Eleven Biotherapeutics Raises $20M to Advance Dry-Eye Drug

5/8/12Follow @arleneweintraub

Cambridge, MA-based Eleven Biotherapeutics said today that it has expanded its Series A financing by $20 million, bringing the total raised in the funding round to $45 million. New investor JAFCO joined founding investors Third Rock Ventures and Flagship Ventures in their support of the company, which raised the first part of its Series A financing in February 2010.

The new cash will go towards the first human study of the company’s lead drug, EBI-005 to treat dry eye syndrome. That trial is slated to begin at the end of this year, says Abbie Celniker, CEO of Eleven. “We’ve completed most of our enabling work for the investigational new drug application, and we’re getting that ready for the FDA right now,” she says.

EBI-005 is what’s known as a “rationally designed” protein. That means that instead of cloning a naturally occurring protein or scouring libraries of known antibodies to find something that might be able to conquer dry eye, Eleven built its drug from the ground up to possess certain characteristics. First, it inhibits two types of interleukin-1 (IL-1) receptors that drive both the pain and inflammation associated with the disease.

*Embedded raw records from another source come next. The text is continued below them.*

use crate::record::FileRecord;
use serde::{Deserialize, Serialize};
use std::collections::HashMap;
use std::path::PathBuf;
use std::sync::Mutex;

/// Snapshot of the first record registered for a fingerprint.
#[derive(Debug, Clone, PartialEq, Eq, Serialize, Deserialize)]
pub struct DuplicateEntry {
    pub source_path: PathBuf,
    pub size: u64,
}

/// Content-addressed index mapping checksum to the first record seen with
/// it. All mutation goes through an internal mutex; first registration
/// wins and later ones are no-ops.
#[derive(Debug, Default)]
pub struct DuplicateIndex {
    inner: Mutex<HashMap<String, DuplicateEntry>>,
}

impl DuplicateIndex {
    pub fn new() -> Self {
        Self::default()
    }

    /// Looks up the record's checksum. Records without a checksum never
    /// match anything.
    pub fn find_duplicate(&self, record: &FileRecord) -> Option<DuplicateEntry> {
        let checksum = record.checksum.as_deref()?;
        let map = self.inner.lock().expect("duplicate index poisoned");
        map.get(checksum).cloned()
    }

    /// Registers the record as the owner of its fingerprint. Returns the
    /// previously registered entry when one exists; registration is
    /// idempotent and the first caller wins.
    pub fn register(&self, record: &FileRecord) -> Option<DuplicateEntry> {
        let checksum = record.checksum.clone()?;
        let mut map = self.inner.lock().expect("duplicate index poisoned");
        if let Some(existing) = map.get(&checksum) {
            return Some(existing.clone());
        }
        map.insert(
            checksum,
            DuplicateEntry {
                source_path: record.source_path.clone(),
                size: record.size,
            },
        );
        None
    }

    pub fn clear(&self) {
        self.inner
            .lock()
            .expect("duplicate index poisoned")
            .clear();
    }

    pub fn len(&self) -> usize {
        self.inner.lock().expect("duplicate index poisoned").len()
    }

    pub fn is_empty(&self) -> bool {
        self.len() == 0
    }
}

And the drug can penetrate the cornea, reside there for an extended period, and remain thermally stable—attributes that are key to getting anything to work properly in the eye.

In data from animal trials announced at an industry conference last night, EBI-005 was shown to be 10 times as potent at binding to IL-1 as anakinra (Kineret), an IL-1 blocker marketed by Amgen (NASDAQ: AMGN) to treat rheumatoid arthritis. It also proved to be more active than cyclosporine, which is the main ingredient of the $700-million-a-year dry-eye treatment marketed by Allergan (NYSE: AGN) under the brand name Restasis.

Celniker says Eleven’s drug will address some of the shortcomings of Allergan’s treatment. “Cyclosporine can quiet the inflammation but it can’t stop it,” she says. “It also has no impact on the pain associated with dry eye syndrome, which is what is really driving people to get treatment.”

As for Amgen’s drug kineret, Celniker says, it does block the two IL-1 receptors that spark pain and inflammation, but “not with a high enough affinity for what we would need in dry eye.”

To prove that EBI-005 has the right collection of characteristics, Eleven is planning an accelerated trial program, Celniker says. She expects that the first trial—which will focus mostly on safety—will be completed in the … Next Page »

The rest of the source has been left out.